Musings, February 8-9, 2021

 

 

MUSINGS OF THE DAY

 

The mother- and father-ships of sanity have landed  Let our enemies of whatever color they be know this as we eradicate them with the tools of insanity.

 

Mr. Ramcat informed me this morning that I need to tie up loose ends and thank all the people who have made my life a rich and satisfying experience of 77+ years.  If you deserve my gratitude, you know who you are.

 

Four quotations to brighten the day------

 

"I don't regret my years as a prosecutor assigned to juvenile court.  In some ways, I think it is why I was put on this earth." ---Daphne R. Robinson

 

"While there are books and articles concentrating on young black men in the social sciences and education, thee has been comparatively little input from scholars in the arts and humanities/"

Howard Rambsy II

 

"The hashtag 'black lives matter,' which now rings prophetically through various quarters of the United States of America and internationally, suggest that liberal idealism has only half-lived up to its promises.

Stefan M. Wheelock

 

"The question for me is less how the state constructed citizenship or black citizens  or how texts about black people produced a black civic presence  or black (in) humanity  and more how black theorists thought about and mobilized citizenship within and without legal constructions through their own collaboratively developed texts and spaces."

Derrick R. Spires

 

 

A segment from INSTALLMENTS OF AUTOBIOGRAPHY

 

In the antiquity of my youth, I delight in re-inventing Tougaloo College as a magic kingdom for growth and development.  Whether we say so or not, for those of us who belong to the Class of '64, Tougaloo was magic, a unique opportunity to learn inside and outside the classroom.  Our raw intelligence, severely compromised by domestic terrorism in the State of Mississippi, was nurtured by teachers who truly cared for our futures, for our survival in a world of amorality crude and refined.

 

From out of somewhere remote from pandemic and the complex troublems of 2021, the spirits of those who had an indelible impact on my beliefs arise.  I have in mind such college teachers as  N. J. Townsend,  St.

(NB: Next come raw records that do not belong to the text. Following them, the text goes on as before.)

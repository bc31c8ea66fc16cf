use std::collections::HashSet;

use tracing::debug;

use crate::catalog::collation::compare_ru;
use crate::catalog::csv::CsvRow;
use crate::catalog::models::Material;

const BRAND_KEYS: &[&str] = &["Бренд", "Brand"];
const SERIES_KEYS: &[&str] = &["Серия", "Grade", "Марка", "Модификация"];
const NAME_KEYS: &[&str] = &[
    "Название материала",
    "Материал",
    "Материал/смола",
    "Наименование",
    "Name",
];
const TECH_KEYS: &[&str] = &["Технология", "tech", "Tech"];
const TAG_KEYS: &[&str] = &["Назначение", "Свойства", "tag", "Notes"];
const MULTIPLIER_KEYS: &[&str] = &["Коэф", "Multiplier", "price_multiplier", "Коэффициент", "Кф"];

/// Display name used when a row names nothing at all
pub const GENERIC_MATERIAL_NAME: &str = "Материал";

/// First non-blank value among the candidate columns
fn pick(row: &CsvRow, keys: &[&str]) -> String {
    keys.iter()
        .filter_map(|key| row.get(key))
        .map(str::trim)
        .find(|value| !value.is_empty())
        .unwrap_or_default()
        .to_string()
}

/// Infer a price multiplier from keywords in a material description
///
/// Checks are ordered: carbon-filled nylon (PA + CF) wins over everything else.
pub fn guess_multiplier(text: &str) -> f64 {
    let s = text.to_uppercase();
    if s.contains("PA") && s.contains("CF") {
        2.1
    } else if s.contains("TPU") {
        1.6
    } else if s.contains("ASA") {
        1.2
    } else if s.contains("ABS") {
        1.15
    } else if s.contains("RESIN") {
        1.8
    } else {
        1.0
    }
}

/// Parse a spreadsheet number leniently: decimal comma, optional exponent,
/// trailing junk allowed.
///
/// Returns `None` for blanks, non-numbers and zero.
pub fn parse_multiplier(raw: &str) -> Option<f64> {
    let normalized = raw.trim().replacen(',', ".", 1);
    let bytes = normalized.as_bytes();

    let mut end = 0;
    if matches!(bytes.first(), Some(b'+' | b'-')) {
        end = 1;
    }
    let int_digits = count_digits(&bytes[end..]);
    end += int_digits;
    let mut frac_digits = 0;
    if bytes.get(end) == Some(&b'.') {
        frac_digits = count_digits(&bytes[end + 1..]);
        end += 1 + frac_digits;
    }
    if int_digits + frac_digits == 0 {
        return None;
    }

    // exponent only counts when it carries digits: "2e" reads as 2
    if matches!(bytes.get(end), Some(b'e' | b'E')) {
        let mut exp_end = end + 1;
        if matches!(bytes.get(exp_end), Some(b'+' | b'-')) {
            exp_end += 1;
        }
        let exp_digits = count_digits(&bytes[exp_end..]);
        if exp_digits > 0 {
            end = exp_end + exp_digits;
        }
    }

    normalized[..end]
        .parse::<f64>()
        .ok()
        .filter(|value| value.is_finite() && *value != 0.0)
}

fn count_digits(bytes: &[u8]) -> usize {
    bytes.iter().take_while(|b| b.is_ascii_digit()).count()
}

/// Build one material from a spreadsheet row
pub fn normalize_row(row: &CsvRow) -> Material {
    let brand = pick(row, BRAND_KEYS);
    let series = pick(row, SERIES_KEYS);
    let material = pick(row, NAME_KEYS);

    let parts: Vec<&str> = [brand.as_str(), series.as_str(), material.as_str()]
        .into_iter()
        .filter(|part| !part.is_empty())
        .collect();
    let name = if parts.is_empty() {
        GENERIC_MATERIAL_NAME.to_string()
    } else {
        parts.join(" ")
    };

    let tech = pick(row, TECH_KEYS);
    let tag = pick(row, TAG_KEYS);
    let multiplier = parse_multiplier(&pick(row, MULTIPLIER_KEYS))
        .unwrap_or_else(|| guess_multiplier(&format!("{} {} {}", name, tech, tag)));

    Material {
        name,
        tech,
        tag,
        multiplier,
    }
}

/// Turn spreadsheet rows into a deduplicated, sorted material list
pub fn normalize_materials(rows: &[CsvRow]) -> Vec<Material> {
    let mut seen = HashSet::new();
    let mut materials: Vec<Material> = rows
        .iter()
        .map(normalize_row)
        .filter(|m| seen.insert(m.name.clone()))
        .collect();

    materials.sort_by(|a, b| compare_ru(&a.name, &b.name));

    debug!(
        "Normalized {} rows into {} materials",
        rows.len(),
        materials.len()
    );
    materials
}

Elmo Brady, Ronald Schnell, Ernst Borinski, Rhoda Voth, and Elizabeth Sewell and the Tougaloo graduates ---Alton Joseph, Flora Lawrence, Roy Banks, Roy Long,  and Mamie Martina---the teachers at Magnolia High School in Moss Point, Mississippi who did good work in the world. I praise all of them for teaching me how to spin webs of excellence.

 

Following instructions from Mr. Ramcat (C. Liegh McInnis knows better than anyone else who and what Ramcat  is), I remember Dr. Elizabeth Sewell (1919-2001) and listen to what she is saying for a world elsewhere.  Like Hamlet's father she is saying "remember me."

 

As I dance between Speculative Reason and Practical Reason (common sense), I remember Dr. Sewell for her constructive criticism of my horrible efforts to write poetry, but most of all for her books  The Field of Nonsense 91952), The Orphic Voice: Poetry and Natural History (1960) and The Human Metaphor (1964) and for her introducing us to Karl Polini  and Edward Charles "Ned" O'Gorman.  I am remembering Elizabeth Sewell in order to remember what is unfinished and shall always be so about the history of education at HBCUs.

 

Jerry W. Ward, Jr.            February 8, 2021

 

 

MUSINGS  #2, February 9, 2021

 

Writing during a pandemic  is like writing during a time of war or writing under the threat of genocide and terrorism.  Horror informs liberation.  Driven by a sense of things coming to an end, writers may give special attention to small details and the complex torture of being alive.  People who still believe that close reading of texts and events has value position themselves to think critically. They are not 100% correct or 100% incorrect.  They dwell in the middle ground of the perpetually  uncertain. They have a love affair with the uncertain  and the never to be answered. 

 

In the atmosphere of pandemic, writers magnify the what was always there and taken too easily for granted,  In whatever genre they write ---non-fiction, poetry, fiction or drama ---, these writers bear witness to the fragility of the "normal."  Some of us thank them for exposing "the normal" as a grand illusion.

 

Writers deal with the actual from conflicting perspectives or ideologies.  As they deal with daily events or instances of the past coloring a future,   they suggest  that denial of rainbow promises is dominant in the USA, that denial intensifies the sense of division among American citizens. Denial is our daily trauma.  Denial promotes doubt that our nation shall overcome divisiveness, shall overcome the desire of Proud Girls and Boys to destroy democracy.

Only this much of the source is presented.